Nonsteroidal anti-inflammatory drugs (NSAIDs) are available over-the-counter for a variety of uses and are widely prescribed for symptomatic relief for patients with arthritis.5 In fact, more than 30 million people worldwide take NSAIDs on a daily basis.6 As the population of the United States ages, it will become increasingly likely that many patients will be taking aspirin for its cardioprotective benefit and concomitant NSAIDs for their analgesic and/or anti-inflammatory properties.
In light of these recently published studies, clinicians must caution high-risk patients taking prophylactic aspirin for cardioprotection not to take ibuprofen. Fortunately, a multitude of alternative options to ibuprofen are available. Such options would include other NSAIDs and the cyclooxygenase (COX)-2 specific inhibitors.

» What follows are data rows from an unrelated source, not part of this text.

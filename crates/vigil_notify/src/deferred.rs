//! The queue behind deferred listeners.
//!
//! A deferred listener does not run while its notifier fires. The fire only
//! queues it, once, and [`flush`] later invokes every queued listener. The
//! host drains the queue at its own scheduling boundary (end of an event
//! loop turn, before a frame), so a burst of writes costs each deferred
//! listener a single call.

use std::cell::{Cell, RefCell};
use std::collections::VecDeque;
use std::rc::Rc;

use vigil_foundation::ObserveConfig;

use crate::notifier::NotifierKey;

pub(crate) struct Deferred {
    active: Rc<Cell<bool>>,
    queued: Cell<bool>,
    callback: Box<dyn Fn(&NotifierKey)>,
}

impl Deferred {
    pub(crate) fn new(active: Rc<Cell<bool>>, callback: impl Fn(&NotifierKey) + 'static) -> Self {
        Self {
            active,
            queued: Cell::new(false),
            callback: Box::new(callback),
        }
    }
}

thread_local! {
    static QUEUE: RefCell<VecDeque<(Rc<Deferred>, NotifierKey)>> = RefCell::new(VecDeque::new());
}

pub(crate) fn enqueue(entry: &Rc<Deferred>, key: &NotifierKey) {
    if !entry.active.get() || entry.queued.replace(true) {
        return;
    }
    QUEUE.with(|q| q.borrow_mut().push_back((Rc::clone(entry), key.clone())));
}

/// Runs every queued deferred listener once. Returns how many ran.
///
/// Listeners queued by a listener running here run in the same flush, in
/// later rounds. After [`ObserveConfig::max_flush_rounds`] rounds the rest
/// stays queued for the next flush.
pub fn flush() -> usize {
    let limit = ObserveConfig::current().max_flush_rounds;
    let mut ran = 0;
    for _ in 0..limit {
        let round = QUEUE.with(|q| std::mem::take(&mut *q.borrow_mut()));
        if round.is_empty() {
            return ran;
        }
        for (entry, key) in round {
            entry.queued.set(false);
            if entry.active.get() {
                (entry.callback)(&key);
                ran += 1;
            }
        }
    }
    let left = pending_len();
    if left > 0 {
        tracing::warn!(limit, left, "deferred listeners still queued after flush");
    }
    ran
}

/// Number of deferred listeners waiting for [`flush`].
#[must_use]
pub fn pending_len() -> usize {
    QUEUE.with(|q| q.borrow().len())
}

However, NSAIDs have been well documented for causing life-threatening toxicities in the form of gastric ulcers, gastrointestinal bleeding, and their complications (eg, perforation, pyloric obstruction).7-11 The COX-2 specific inhibitors were developed as theoretically offering a lower risk of gastrointestinal complications than NSAIDs because these agents spare the action of COX-1, the enzyme responsible for producing gastroprotective prostaglandins. However, recent revelations concerning trial design have called into question the validity of the claim of lower risk of gastrointestinal complications with COX-2 specific inhibitors.12,13 Moreover, there is much controversy surrounding the use of COX-2 specific inhibitors and their possible association with adverse cardiovascular events.14 In addition to their ability to diminish the antihypertensive effect of angiotensin-converting enzyme (ACE) inhibitors, COX-2 specific inhibitors are capable of inducing elevations in blood pressure.15,16 Emerging evidence suggests than even small incremental increases in blood pressure (1 to 5 mm Hg) may result in significant additional ischemic heart disease and stroke events annually.17 For high-risk cardiovascular patients taking prophylactic aspirin for cardioprotection, the administration of NSAIDs and/or COX-2 specific inhibitors may exacerbate existing comorbidities.

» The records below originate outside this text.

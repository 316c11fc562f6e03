//! Integration tests for one-shot and deferred listeners

use std::cell::Cell;
use std::rc::Rc;

use vigil_foundation::{ObjectId, ObserveConfig};
use vigil_notify::{NotifierKey, deferred, registry};

fn counter() -> (Rc<Cell<u32>>, impl Fn(&NotifierKey) + 'static) {
    let count = Rc::new(Cell::new(0));
    let c = Rc::clone(&count);
    (count, move |_: &NotifierKey| c.set(c.get() + 1))
}

#[test]
fn three_fires_reach_a_deferred_listener_once() {
    let id = ObjectId::new(40, 1);
    let notifier = registry::get_or_create(id, None);
    let (count, listener) = counter();
    let _sub = ObserveConfig::default()
        .with_deferred_listeners(true)
        .scope(|| notifier.on_change(listener));

    notifier.fire();
    notifier.fire();
    notifier.fire();
    assert_eq!(count.get(), 0);
    assert_eq!(deferred::pending_len(), 1);

    assert_eq!(deferred::flush(), 1);
    assert_eq!(count.get(), 1);

    notifier.fire();
    deferred::flush();
    assert_eq!(count.get(), 2);
}

#[test]
fn sync_listeners_ignore_the_deferred_setting() {
    let notifier = registry::get_or_create(ObjectId::new(41, 1), None);
    let (count, listener) = counter();
    let _sub = ObserveConfig::default()
        .with_deferred_listeners(true)
        .scope(|| notifier.on_change_sync(listener));

    notifier.fire();
    assert_eq!(count.get(), 1);
    assert_eq!(deferred::pending_len(), 0);
}

#[test]
fn once_listener_detaches_itself() {
    let notifier = registry::get_or_create(ObjectId::new(42, 1), None);
    let (count, listener) = counter();
    let _once = notifier.once(move |key| listener(key));
    let (steady, steady_listener) = counter();
    let _steady = notifier.on_change(steady_listener);

    notifier.fire();
    notifier.fire();
    assert_eq!((count.get(), steady.get()), (1, 2));
    assert_eq!(notifier.listener_count(), 1);
}

#[test]
fn disposing_the_notifier_drops_queued_work() {
    let notifier = registry::get_or_create(ObjectId::new(43, 1), None);
    let (count, listener) = counter();
    let _sub = notifier.on_change_deferred(listener);

    notifier.fire();
    notifier.dispose();
    assert_eq!(deferred::flush(), 0);
    assert_eq!(count.get(), 0);
}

Conversely, acetaminophen is a viable alternative to ibuprofen in patients using aspirin for cardioprotection. In addition to not modifying the antiplatelet action of aspirin,2 acetaminophen may be routinely used in patients with congestive heart failure, hypertension, anticoagulant therapy, and a history of gastrointestinal complications. Due to its lack of antiplatelet interference and superior gastrointestinal safety profile, acetaminophen should be given appropriate consideration in high-risk cardiovascular patients on cardioprotective aspirin therapy.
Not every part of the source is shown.